Kunst in Krefeld Als Krefeld ein Magnet für Avantgarde war
Krefeld · Ein Film und eine Ausstellung im Schütte-Pavillon dokumentieren eindrucksvoll ein kulturgeschichtliches Phänomen.
Es liegt fast immer an einzelnen Personen, auch wenn es einen fruchtbaren Humus braucht, damit Dinge gedeihen. Geht es um die Nachkriegskunst – dieser Begriff an sich ist schon diskutabel, aber immerhin wirkten die besagten Künstler „nach dem Krieg“ in den 50ern und 60ern – so fällt auf, dass es im Rheinland sowohl entsprechende Personen als auch offenbar den nötigen Humus gegeben haben muss. Viel könnte man deuteln, woran dies genau liegt. Und viel wird auch in dem neuen Film von Christiane Lange und Helge Drafz mit dem Titel „Rheinische Wunder; Wie die Nachkriegskunst in die Museen gelangte“ – auch von Zeitzeugen, sei es als Archiv oder noch in Persona lebendig, und das ist wunderbar – darüber nachgedacht. Darüber, wieso explizit auch in Krefeld zeitgenössische Kunst einen besonders prosperierenden Ort haben konnte.
Krefeld-Pavillon bleibt bis
zum Stadtjubiläum 2023 stehen
Der eineinhalbstündige Dokumentarfilm, in dem viel Liebe zum Detail steckt, ist derzeit in einer kleinen aber feinen Ausstellung im Krefeld Pavillon von Thomas Schütte Krefeld, Wilhelmshofallee Ecke Kaiserstraße, zu sehen. Übrigens wie Lange, vom Projekt MIK, bei einem Gespräch im Pavillon erläuterte, wird dieser wohl doch noch länger erhalten bleiben. Das an eine Pagode erinnernde Mischwesen aus Plastik und Gebäude soll auch beim Stadtjubiläum 2023 eine Rolle spielen. Derzeit sucht Lange nach auch möglichen musikalischen Spielmöglichkeiten für den Pavillon, der dank des holzigen Gewölbes, eine tüchtige Akustik hat.
Aber zurück zum Film.
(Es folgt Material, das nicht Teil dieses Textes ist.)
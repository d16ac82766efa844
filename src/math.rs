use num_complex::Complex64;
use num_traits::Zero;
use sprs::{prod, CsMat, MulAcc, TriMat};

pub const J: Complex64 = Complex64 { re: 0.0, im: 1.0 };

#[macro_export]
macro_rules! cmplx {
    () => {
        num_complex::Complex64::new(0.0, 0.0)
    };
    ($arg1:expr) => {
        num_complex::Complex64::new($arg1, 0.0)
    };
    ($arg1:expr, $arg2:expr) => {
        num_complex::Complex64::new($arg1, $arg2)
    };
}

/// Computes the infinity norm: `max(abs(a))`. Zero for an empty slice.
pub(crate) fn norm_inf(a: &[f64]) -> f64 {
    a.iter().fold(0.0, |max, v| {
        let abs = v.abs();
        if abs > max || abs.is_nan() {
            abs
        } else {
            max
        }
    })
}

/// Sparse matrix-vector product.
pub(crate) fn mul_vec<T>(a: &CsMat<T>, x: &[T]) -> Vec<T>
where
    T: MulAcc + Zero + Clone,
{
    let mut y = vec![T::zero(); a.rows()];
    let a = a.view();
    if a.is_csr() {
        prod::mul_acc_mat_vec_csr(a, x, &mut y[..]);
    } else {
        prod::mul_acc_mat_vec_csc(a, x, &mut y[..]);
    }
    y
}

/// Transposed sparse matrix-vector product.
pub(crate) fn mul_vec_t<T>(a: &CsMat<T>, x: &[T]) -> Vec<T>
where
    T: MulAcc + Zero + Clone,
{
    let mut y = vec![T::zero(); a.cols()];
    let at = a.transpose_view();
    if at.is_csr() {
        prod::mul_acc_mat_vec_csr(at, x, &mut y[..]);
    } else {
        prod::mul_acc_mat_vec_csc(at, x, &mut y[..]);
    }
    y
}

/// Extracts the submatrix `a[rows, cols]`.
pub(crate) fn select(a: &CsMat<f64>, rows: &[usize], cols: &[usize]) -> CsMat<f64> {
    let row_pos = positions(a.rows(), rows);
    let col_pos = positions(a.cols(), cols);

    let mut sub = TriMat::new((rows.len(), cols.len()));
    for (&v, (i, j)) in a.iter() {
        if let (Some(r), Some(c)) = (row_pos[i], col_pos[j]) {
            sub.add_triplet(r, c, v);
        }
    }
    sub.to_csr()
}

/// Maps each index in `idx` to its position in the slice.
pub(crate) fn positions(n: usize, idx: &[usize]) -> Vec<Option<usize>> {
    let mut pos = vec![None; n];
    for (k, &i) in idx.iter().enumerate() {
        pos[i] = Some(k);
    }
    pos
}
Ohne Zweifel wären Ausstellungen von Yves Klein, Jean Tinguely, Alberto Burri, Arman, Robert Rauschenberg, Robert Indiana, Claes Oldenburg, der Gruppe ZERO, Hans Haacke, Franz Erhard Walter, Richard Long oder auch Christo, die Krefeld zu einem besonderen Ort zeitgenössischer Positionen machten, ohne die damalige Leitung des Kunstmuseen Krefeld, und das Haus Lange (Seit 1955 Ausstellungsort des Kaiser-Wilhelm-Museums) nicht denkbar. „Paul Wember, 1947 bis 1975 Direktor des Krefelder Museums, war einer der ersten in Deutschland, der die Türen seines Hauses weit für die Gegenwartskunst öffnete“, heißt es im Begleittext auf der MIK-Webseite. Damit ist eine der Personen gefunden, die dafür sorgten, dass Gegenwartskunst in Krefeld herausragende Akzente setzen konnte. Keine Überraschung. Doch in den vielen Statements und dokumentarischen Beiträgen, etwa aus dem Filmarchiv des WDR, – es kommen zu Wort Katia Baudin, Christo, Ulrich Erben, Gisela Fiedler-Bender, Walter Grasskamp, Julian Heynen, Maren Heyne, Magdalena Holzhey, Heinz Mack, Sylvia Martin, Ruth Müller, Klaus Polenz, Susanne Rennert, Susanne Titz – finden sich schöne Überraschungen. „War es die Bilderfreude des rheinischen Katholizismus, oder eher der wirtschaftliche Aufstieg des Goldenen Westens nach 1945, der diese in der jungen BRD einmaligen Entwicklung begünstigte? Oder einfach eine glückliche Fügung?“ – fragt man. Es waren die Menschen. Übrigens, dass im Beuys-Jahr das Geburtstagskind nur – wenn – eine Nebenrolle spielt, ist ein Statement.
Die Schau umfasst auch Archivfotos und Kataloge. Zu sehen bis 31. Oktober, Mittwoch bis Sonntag 12 bis 18 Uhr. Sponsor ist die Sparkassenkulturstiftung.